In recent decades, the beef industry has undergone a radical transformation - the small cattle farmer has been all but replaced by beef-processing companies that own huge feedlots and industrial meatpacking plants. One result of this concentration has been inexpensive and readily available meat; beef now costs half of what it did in 1970. Critics have charged, however, that the new system is inhumane to the animals and may have created new health risks. For a look at the pros and cons of the industrialization of the beef business, here are excerpts from FRONTLINE's interviews with Patrick Boyle, CEO of the American Meat Institute; Dan Glickman, former U.S. secretary of agriculture; Dr.
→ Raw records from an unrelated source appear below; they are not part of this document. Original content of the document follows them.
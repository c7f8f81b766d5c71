//! Execution-layer genesis.

use crate::accounts::PrefundedAccount;
use crate::{Error, Result};
use alloy::consensus::Header;
use alloy::eips::eip7685::EMPTY_REQUESTS_HASH;
use alloy::primitives::{Address, B256, KECCAK256_EMPTY, U256, address, b256, keccak256};
use alloy_genesis::{ChainConfig, Genesis, GenesisAccount};
use alloy_trie::root::{state_root_unhashed, storage_root_unhashed};
use alloy_trie::{EMPTY_ROOT_HASH, TrieAccount};
use std::collections::BTreeMap;
use std::path::Path;

/// Chain id of the L1 devnet
pub const L1_CHAIN_ID: u64 = 1337;

/// Address of the beacon deposit contract
pub const DEPOSIT_CONTRACT_ADDRESS: Address = address!("4242424242424242424242424242424242424242");

/// Genesis gas limit
pub const GENESIS_GAS_LIMIT: u64 = 30_000_000;

/// Genesis base fee (1 gwei)
pub const INITIAL_BASE_FEE: u64 = 1_000_000_000;

/// Keccak of the RLP empty list, the ommers hash of every post-merge block
pub const EMPTY_OMMERS_HASH: B256 =
    b256!("1dcc4de8dec75d7aab85b567b6ccd41ad312451b948a7413f0a142fd40d49347");

/// Balance credited to every prefunded account (10^27 wei)
pub fn prefunded_balance() -> U256 {
    U256::from(10u64).pow(U256::from(27u64))
}

/// Build the L1 genesis document.
///
/// Every fork up to Prague is active from genesis; Osaka joins when
/// `latest_fork` is set.
pub fn l1_genesis(
    genesis_time: u64,
    accounts: &[PrefundedAccount],
    latest_fork: bool,
    alloc_template: Option<&Path>,
) -> Result<Genesis> {
    let mut alloc: BTreeMap<Address, GenesisAccount> = match alloc_template {
        Some(path) => {
            let data = std::fs::read(path)?;
            serde_json::from_slice(&data).map_err(|e| {
                Error::Genesis(format!("invalid alloc template {}: {}", path.display(), e))
            })?
        }
        None => BTreeMap::new(),
    };

    for account in accounts {
        alloc.insert(
            account.address,
            GenesisAccount {
                balance: prefunded_balance(),
                nonce: Some(1),
                ..Default::default()
            },
        );
    }

    let config = ChainConfig {
        chain_id: L1_CHAIN_ID,
        homestead_block: Some(0),
        eip150_block: Some(0),
        eip155_block: Some(0),
        eip158_block: Some(0),
        byzantium_block: Some(0),
        constantinople_block: Some(0),
        petersburg_block: Some(0),
        istanbul_block: Some(0),
        berlin_block: Some(0),
        london_block: Some(0),
        shanghai_time: Some(0),
        cancun_time: Some(0),
        prague_time: Some(0),
        osaka_time: latest_fork.then_some(0),
        terminal_total_difficulty: Some(U256::ZERO),
        terminal_total_difficulty_passed: true,
        deposit_contract_address: Some(DEPOSIT_CONTRACT_ADDRESS),
        ..Default::default()
    };

    Ok(Genesis {
        config,
        nonce: 0,
        timestamp: genesis_time,
        gas_limit: GENESIS_GAS_LIMIT,
        difficulty: U256::ZERO,
        base_fee_per_gas: Some(INITIAL_BASE_FEE as u128),
        excess_blob_gas: Some(0),
        blob_gas_used: Some(0),
        alloc,
        ..Default::default()
    })
}

fn trie_account(account: &GenesisAccount) -> TrieAccount {
    let storage_root = match &account.storage {
        Some(storage) => storage_root_unhashed(
            storage
                .iter()
                .filter(|(_, value)| !value.is_zero())
                .map(|(slot, value)| (*slot, U256::from_be_bytes(value.0))),
        ),
        None => EMPTY_ROOT_HASH,
    };
    TrieAccount {
        nonce: account.nonce.unwrap_or_default(),
        balance: account.balance,
        storage_root,
        code_hash: account.code.as_ref().map(keccak256).unwrap_or(KECCAK256_EMPTY),
    }
}

/// State root of a genesis allocation
pub fn state_root(alloc: &BTreeMap<Address, GenesisAccount>) -> B256 {
    state_root_unhashed(alloc.iter().map(|(address, account)| (*address, trie_account(account))))
}

/// Storage root of a single genesis account
pub fn account_storage_root(account: Option<&GenesisAccount>) -> B256 {
    account.map(|a| trie_account(a).storage_root).unwrap_or(EMPTY_ROOT_HASH)
}

/// Genesis block header for a Prague-era chain.
///
/// `withdrawals_root` is the empty root on L1; OP chains from Isthmus on
/// commit to the message passer's storage root instead.
pub fn genesis_header(genesis: &Genesis, withdrawals_root: B256) -> Header {
    Header {
        parent_hash: B256::ZERO,
        ommers_hash: EMPTY_OMMERS_HASH,
        beneficiary: genesis.coinbase,
        state_root: state_root(&genesis.alloc),
        transactions_root: EMPTY_ROOT_HASH,
        receipts_root: EMPTY_ROOT_HASH,
        difficulty: genesis.difficulty,
        number: genesis.number.unwrap_or_default(),
        gas_limit: genesis.gas_limit,
        gas_used: 0,
        timestamp: genesis.timestamp,
        extra_data: genesis.extra_data.clone(),
        mix_hash: genesis.mix_hash,
        nonce: genesis.nonce.into(),
        base_fee_per_gas: Some(
            genesis
                .base_fee_per_gas
                .map(|fee| fee as u64)
                .unwrap_or(INITIAL_BASE_FEE),
        ),
        withdrawals_root: Some(withdrawals_root),
        blob_gas_used: Some(genesis.blob_gas_used.unwrap_or_default()),
        excess_blob_gas: Some(genesis.excess_blob_gas.unwrap_or_default()),
        parent_beacon_block_root: Some(B256::ZERO),
        requests_hash: Some(EMPTY_REQUESTS_HASH),
        ..Default::default()
    }
}

#[cfg(test)]
mod tests {
    use super::*;
    use crate::accounts::prefunded_accounts;

    #[test]
    fn test_prefunded_allocs() {
        let accounts = prefunded_accounts(&[]).unwrap();
        let genesis = l1_genesis(1_700_000_000, &accounts, false, None).unwrap();
        assert_eq!(genesis.alloc.len(), 10);
        let account = &genesis.alloc[&accounts[0].address];
        assert_eq!(account.nonce, Some(1));
        assert_eq!(account.balance, prefunded_balance());
        assert_eq!(genesis.config.osaka_time, None);

        let latest = l1_genesis(1_700_000_000, &accounts, true, None).unwrap();
        assert_eq!(latest.config.osaka_time, Some(0));
    }

    #[test]
    fn test_empty_state_root() {
        assert_eq!(state_root(&BTreeMap::new()), EMPTY_ROOT_HASH);
    }

    #[test]
    fn test_header_tracks_timestamp() {
        let accounts = prefunded_accounts(&[]).unwrap();
        let a = l1_genesis(100, &accounts, false, None).unwrap();
        let b = l1_genesis(101, &accounts, false, None).unwrap();
        let ha = genesis_header(&a, EMPTY_ROOT_HASH);
        assert_eq!(ha.hash_slow(), genesis_header(&a, EMPTY_ROOT_HASH).hash_slow());
        assert_ne!(ha.hash_slow(), genesis_header(&b, EMPTY_ROOT_HASH).hash_slow());
        assert_eq!(ha.state_root, genesis_header(&b, EMPTY_ROOT_HASH).state_root);
    }
}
Robert Tauxe of the Centers for Disease Control; Bill Haw, CEO of one of the nation's largest cattle feedlot operations; journalist Michael Pollan; and food-safety expert Dave Theno.
In November 2001, Michael Pollan bought a cow for $598 and chronicled its journey through the cattle system for The New York Times Magazine. "[M]y primary interest in this animal was educational, " Pollan writes. "I wanted to find out how a modern, industrial steak is produced in America these days, from insemination to slaughter." He details the effects of feedlots - what he calls the "urbanization" of today's cattle herds - and brings readers uncomfortably close to the realities of slaughterhouses' kill floors. Pollan also discusses the "hidden" costs of feedlot beef: antibiotic resistance, heart disease, environmental degradation, food-borne illnesses. In the end, Pollan says that while the economic logic of the feedlot system is hard to refute, "so is the ecological logic behind a ruminant feeding on grass." (The New York Times Magazine, March 31, 2002)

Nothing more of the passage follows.